Cadmium toxicity: unique cytoprotective properties of alpha tocopheryl succinate in hepatocytes

Abstract

Rat hepatocyte suspensions were exposed to toxic concentrations fo cadmium (Cd) in the presence and absence of unesterified α-tocopherol (T) or α-tocopheryl succinate (TS). The exogenous administration of TS completely protected hepatocytes from Cd-induced injury and lipid peroxidation. However, hepatocytes exposed to T were not protected from the toxic manifestations of cadmium even though this treatment resulted in a rapid and marked accumulation of cellular T. The rate of cadmium uptake by hepatocytes was not significantly altered by exogenous TS or T treatment.

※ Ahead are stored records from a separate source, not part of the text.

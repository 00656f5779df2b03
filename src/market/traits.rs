//! Source-agnostic traits for the data the trading loop consumes.
//!
//! Each trait covers one collaborator:
//! - news discovery (ticker -> article URL)
//! - article text extraction
//! - current and historical prices

use anyhow::Result;
use async_trait::async_trait;
use chrono::{DateTime, Utc};
use rust_decimal::Decimal;

/// A bullish mention of a ticker in a news article.
#[derive(Debug, Clone, PartialEq, Eq)]
pub struct NewsLead {
    pub ticker: String,
    pub url: String,
}

impl NewsLead {
    pub fn new(ticker: impl Into<String>, url: impl Into<String>) -> Self {
        Self {
            ticker: ticker.into(),
            url: url.into(),
        }
    }
}

/// Daily closes over a window plus the latest traded price.
#[derive(Debug, Clone, PartialEq)]
pub struct PriceHistory {
    pub closes: Vec<Decimal>,
    pub current: Decimal,
}

/// Discovers candidate tickers.
#[cfg_attr(test, mockall::automock)]
#[async_trait]
pub trait NewsSource: Send + Sync {
    /// Leads in discovery order, one per ticker.
    async fn discover(&self) -> Result<Vec<NewsLead>>;
}

/// Extracts readable text from an article URL.
#[cfg_attr(test, mockall::automock)]
#[async_trait]
pub trait ArticleSource: Send + Sync {
    async fn fetch_text(&self, url: &str) -> Result<String>;
}

/// Current and historical prices.
#[cfg_attr(test, mockall::automock)]
#[async_trait]
pub trait PriceSource: Send + Sync {
    async fn current_price(&self, ticker: &str) -> Result<Decimal>;

    /// Daily closes between `start` and `end` and the current price.
    async fn history(
        &self,
        ticker: &str,
        start: DateTime<Utc>,
        end: DateTime<Utc>,
    ) -> Result<PriceHistory>;
}
impl<'a> Emitter<'a> {
    pub fn new(structure: &'a Structure, bindless: bool) -> Self {
        Emitter {
            structure,
            bindless,
            out: String::new(),
        }
    }

    pub fn emit_pipeline(mut self, stages: &[StageRecord]) -> String {
        if self.bindless {
            self.out.push_str(BINDLESS_PRELUDE);
            self.out.push('\n');
        }
        self.emit_aggregate_types();
        self.emit_globals();
        for stage in stages {
            self.emit_stage(stage);
        }
        self.out
    }

    ////////////////////////////////////////////////////////////////////////
    // Types
    ////////////////////////////////////////////////////////////////////////

    fn type_name(&self, id: Id<TypeData>) -> String {
        type_name(self.structure, id)
    }

    fn emit_aggregate_types(&mut self) {
        for stmt in &self.structure.global_statements {
            if let Statement::DefineAggregateType(ty_id) = *stmt {
                let agg = match &self.structure.types[ty_id] {
                    TypeData::Aggregate(a) => a.clone(),
                    _ => unreachable!(),
                };
                self.emit_struct(&agg);
            }
        }
    }

    fn emit_struct(&mut self, agg: &AggregateType) {
        writeln!(self.out, "struct {} {{", agg.name).unwrap();
        for field in &agg.fields {
            writeln!(self.out, "    {} {};", self.type_name(field.ty), field.name).unwrap();
        }
        writeln!(self.out, "}};\n").unwrap();
    }

    ////////////////////////////////////////////////////////////////////////
    // Uniform globals
    ////////////////////////////////////////////////////////////////////////

    /// A global that was declared but never read or written through by any
    /// traced stage is elided from the emitted source entirely — it has no
    /// binding slot to claim, so declaring it would just waste a register.
    fn is_accessed(&self, id: Id<ValueData>) -> bool {
        !self.structure.values[id]
            .as_var()
            .map_or(AccessPermission::empty(), |v| v.permission)
            .is_empty()
    }

    fn emit_globals(&mut self) {
        for stmt in &self.structure.global_statements {
            match *stmt {
                Statement::DefineUniform(id) => {
                    if self.is_accessed(id) {
                        self.emit_uniform(id);
                    }
                }
                Statement::DefineUniversalArray(id) => {
                    if self.is_accessed(id) {
                        self.emit_uniform_array(id);
                    }
                }
                Statement::DefineUniversalTexture2D(id) => {
                    if self.is_accessed(id) {
                        self.emit_uniform_texture(id);
                    }
                }
                Statement::DefineAggregateType(_) => {}
                _ => unreachable!("unexpected global statement"),
            }
        }
        self.out.push('\n');
    }

    fn emit_uniform(&mut self, id: Id<ValueData>) {
        let var = self.structure.values[id].as_var().unwrap();
        let push_constant = matches!(var.kind, VarKind::Uniform { push_constant: true });
        let keyword = if push_constant { "[[vk::push_constant]]\nuniform" } else { "uniform" };
        writeln!(self.out, "{} {} {};", keyword, self.type_name(var.ty), var.name).unwrap();
    }

    fn emit_uniform_array(&mut self, id: Id<ValueData>) {
        let var = self.structure.values[id].as_var().unwrap();
        writeln!(self.out, "{} {};", binding_type_name(self.structure, var), var.name).unwrap();
    }

    fn emit_uniform_texture(&mut self, id: Id<ValueData>) {
        let var = self.structure.values[id].as_var().unwrap();
        writeln!(self.out, "{} {};", binding_type_name(self.structure, var), var.name).unwrap();
    }

    ////////////////////////////////////////////////////////////////////////
    // Stages
    ////////////////////////////////////////////////////////////////////////

    fn entry_point_name(stage: Stage) -> &'static str {
        match stage {
            Stage::Vertex => "VSMain",
            Stage::Fragment => "PSMain",
            Stage::Compute => "CSMain",
        }
    }

    fn emit_stage(&mut self, stage: &StageRecord) {
        let params = self.stage_params(stage);
        let ret_ty = self.stage_return_type(stage);
        writeln!(
            self.out,
            "[shader(\"{}\")]\n{} {}({}) {{",
            stage.stage.slang_attribute(),
            ret_ty,
            Self::entry_point_name(stage.stage),
            params
        )
        .unwrap();
        for stmt in &stage.locals {
            self.emit_statement(stmt, 1);
        }
        if !stage.outputs.is_empty() {
            self.emit_stage_return(stage);
        }
        writeln!(self.out, "}}\n").unwrap();
    }

    fn stage_params(&self, stage: &StageRecord) -> String {
        let mut parts = Vec::new();
        for stmt in &stage.inputs {
            let id = match *stmt {
                Statement::DefineInput(id) => id,
                Statement::DefineSystemSemanticVariable(id) => id,
                _ => continue,
            };
            let var = self.structure.values[id].as_var().unwrap();
            let semantic = match &var.kind {
                VarKind::Input { location } => format!(": TEXCOORD{}", location),
                _ => {
                    if var.name == "sv_dispatch_thread_id" {
                        ": SV_DispatchThreadID".to_string()
                    } else {
                        String::new()
                    }
                }
            };
            parts.push(format!("{} {} {}", self.type_name(var.ty), var.name, semantic));
        }
        parts.join(", ")
    }

    fn stage_return_type(&self, stage: &StageRecord) -> String {
        if stage.outputs.is_empty() {
            return "void".to_string();
        }
        if stage.outputs.len() == 1 {
            if let Statement::DefineSystemSemanticVariable(id) = stage.outputs[0] {
                let var = self.structure.values[id].as_var().unwrap();
                return self.type_name(var.ty);
            }
        }
        format!("{}Output", Self::entry_point_name(stage.stage))
    }

    fn emit_stage_return(&mut self, stage: &StageRecord) {
        if stage.outputs.len() == 1 {
            if let Statement::DefineSystemSemanticVariable(id) = stage.outputs[0] {
                let var = self.structure.values[id].as_var().unwrap();
                writeln!(self.out, "    return {};", var.name).unwrap();
                return;
            }
        }
        let out_ty = self.stage_return_type(stage);
        writeln!(self.out, "    {} result;", out_ty).unwrap();
        for stmt in &stage.outputs {
            let id = match *stmt {
                Statement::DefineOutput(id) | Statement::DefineSystemSemanticVariable(id) => id,
                _ => continue,
            };
            let var = self.structure.values[id].as_var().unwrap();
            writeln!(self.out, "    result.{} = {};", var.name, var.name).unwrap();
        }
        writeln!(self.out, "    return result;").unwrap();
    }

    ////////////////////////////////////////////////////////////////////////
    // Statements
    ////////////////////////////////////////////////////////////////////////

    fn indent(out: &mut String, depth: usize) {
        for _ in 0..depth {
            out.push_str("    ");
        }
    }

    fn emit_statement(&mut self, stmt: &Statement, depth: usize) {
        match stmt {
            Statement::DefineLocal { var, init } => {
                let v = self.structure.values[*var].as_var().unwrap();
                Self::indent(&mut self.out, depth);
                match init {
                    Some(init) => {
                        let init_text = self.expr_text(*init);
                        writeln!(self.out, "{} {} = {};", self.type_name(v.ty), v.name, init_text).unwrap();
                    }
                    None => writeln!(self.out, "{} {};", self.type_name(v.ty), v.name).unwrap(),
                }
            }
            Statement::Assign { lvalue, rvalue } => {
                let lhs = self.expr_text(*lvalue);
                let rhs = self.expr_text(*rvalue);
                Self::indent(&mut self.out, depth);
                writeln!(self.out, "{} = {};", lhs, rhs).unwrap();
            }
            Statement::UniversalStatement(v) => {
                let text = self.expr_text(*v);
                Self::indent(&mut self.out, depth);
                writeln!(self.out, "{};", text).unwrap();
            }
            Statement::If { arms, else_body } => {
                for (i, arm) in arms.iter().enumerate() {
                    let cond = self.expr_text(arm.cond);
                    Self::indent(&mut self.out, depth);
                    if i == 0 {
                        writeln!(self.out, "if ({}) {{", cond).unwrap();
                    } else {
                        writeln!(self.out, "else if ({}) {{", cond).unwrap();
                    }
                    for s in &arm.body {
                        self.emit_statement(s, depth + 1);
                    }
                    Self::indent(&mut self.out, depth);
                    writeln!(self.out, "}}").unwrap();
                }
                if let Some(body) = else_body {
                    Self::indent(&mut self.out, depth);
                    writeln!(self.out, "else {{").unwrap();
                    for s in body {
                        self.emit_statement(s, depth + 1);
                    }
                    Self::indent(&mut self.out, depth);
                    writeln!(self.out, "}}").unwrap();
                }
            }
            Statement::While { cond, body, kind } => {
                let cond_text = self.expr_text(*cond);
                Self::indent(&mut self.out, depth);
                match kind {
                    crate::ast::LoopKind::DoWhile => writeln!(self.out, "do {{").unwrap(),
                    _ => writeln!(self.out, "while ({}) {{", cond_text).unwrap(),
                }
                for s in body {
                    self.emit_statement(s, depth + 1);
                }
                Self::indent(&mut self.out, depth);
                match kind {
                    crate::ast::LoopKind::DoWhile => writeln!(self.out, "}} while ({});", cond_text).unwrap(),
                    _ => writeln!(self.out, "}}").unwrap(),
                }
            }
            Statement::DefineInput(_)
            | Statement::DefineOutput(_)
            | Statement::DefineUniform(_)
            | Statement::DefineUniversalArray(_)
            | Statement::DefineUniversalTexture2D(_)
            | Statement::DefineAggregateType(_)
            | Statement::DefineSystemSemanticVariable(_) => {
                // handled by emit_globals / stage_params / emit_stage_return
            }
        }
    }

    ////////////////////////////////////////////////////////////////////////
    // Expressions
    ////////////////////////////////////////////////////////////////////////

    fn expr_text(&self, id: Id<ValueData>) -> String {
        match &self.structure.values[id] {
            ValueData::Literal { lit, .. } => self.literal_text(lit),
            ValueData::Var(v) => match &v.kind {
                VarKind::Member { base, field } => format!("{}.{}", self.expr_text(*base), field),
                VarKind::Element { base, index } => format!("{}[{}]", self.expr_text(*base), self.expr_text(*index)),
                _ => v.name.to_string(),
            },
            ValueData::Binary { op, lhs, rhs, .. } => {
                format!("({} {} {})", self.expr_text(*lhs), op.slang_symbol(), self.expr_text(*rhs))
            }
            ValueData::Unary { op, operand, prefix, .. } => {
                let operand_text = self.expr_text(*operand);
                if matches!(op, UnaryOp::Inc | UnaryOp::Dec) {
                    if *prefix {
                        format!("{}{}", op.slang_symbol(), operand_text)
                    } else {
                        format!("{}{}", operand_text, op.slang_symbol())
                    }
                } else {
                    format!("({}{})", op.slang_symbol(), operand_text)
                }
            }
            ValueData::Call { name, args, .. } => {
                let args_text: Vec<_> = args.iter().map(|a| self.expr_text(*a)).collect();
                format!("{}({})", name, args_text.join(", "))
            }
        }
    }

    fn literal_text(&self, lit: &Literal) -> String {
        match lit {
            Literal::Scalar(s) => scalar_lit_text(s),
            Literal::Vector(cs) => {
                let parts: Vec<_> = cs.iter().map(scalar_lit_text).collect();
                format!("{{{}}}", parts.join(", "))
            }
            Literal::Matrix(cs) => {
                let parts: Vec<_> = cs.iter().map(scalar_lit_text).collect();
                format!("{{{}}}", parts.join(", "))
            }
            Literal::Aggregate(fields) => {
                let parts: Vec<_> = fields.iter().map(|f| self.expr_text(*f)).collect();
                format!("{{{}}}", parts.join(", "))
            }
        }
    }
}

fn scalar_lit_text(lit: &ScalarLit) -> String {
    match lit {
        ScalarLit::I32(v) => v.to_string(),
        ScalarLit::U32(v) => format!("{}u", v),
        ScalarLit::F32(bits) => format!("{:?}", f32::from_bits(*bits)),
        ScalarLit::F64(bits) => format!("{:?}", f64::from_bits(*bits)),
        ScalarLit::Bool(b) => b.to_string(),
    }
}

These studies indicate that TS cytoprotection against Cd toxicity results not from alterations in Cd uptake or the accumulation of T that rather from the cellular presence of the intact TS molecule. The data also indicate that the depletion of cellular T is not the critical cellular event that is responsible for Cd-induced injury. Instead it appears that TS possesses unique cytoprotective properties that intervene in the critical cellular events that lead to Cd toxicity. Thus, TS administration represents a promising new strategy for the mechanistic study and prevention of tissue damage resulting from Cd exposure.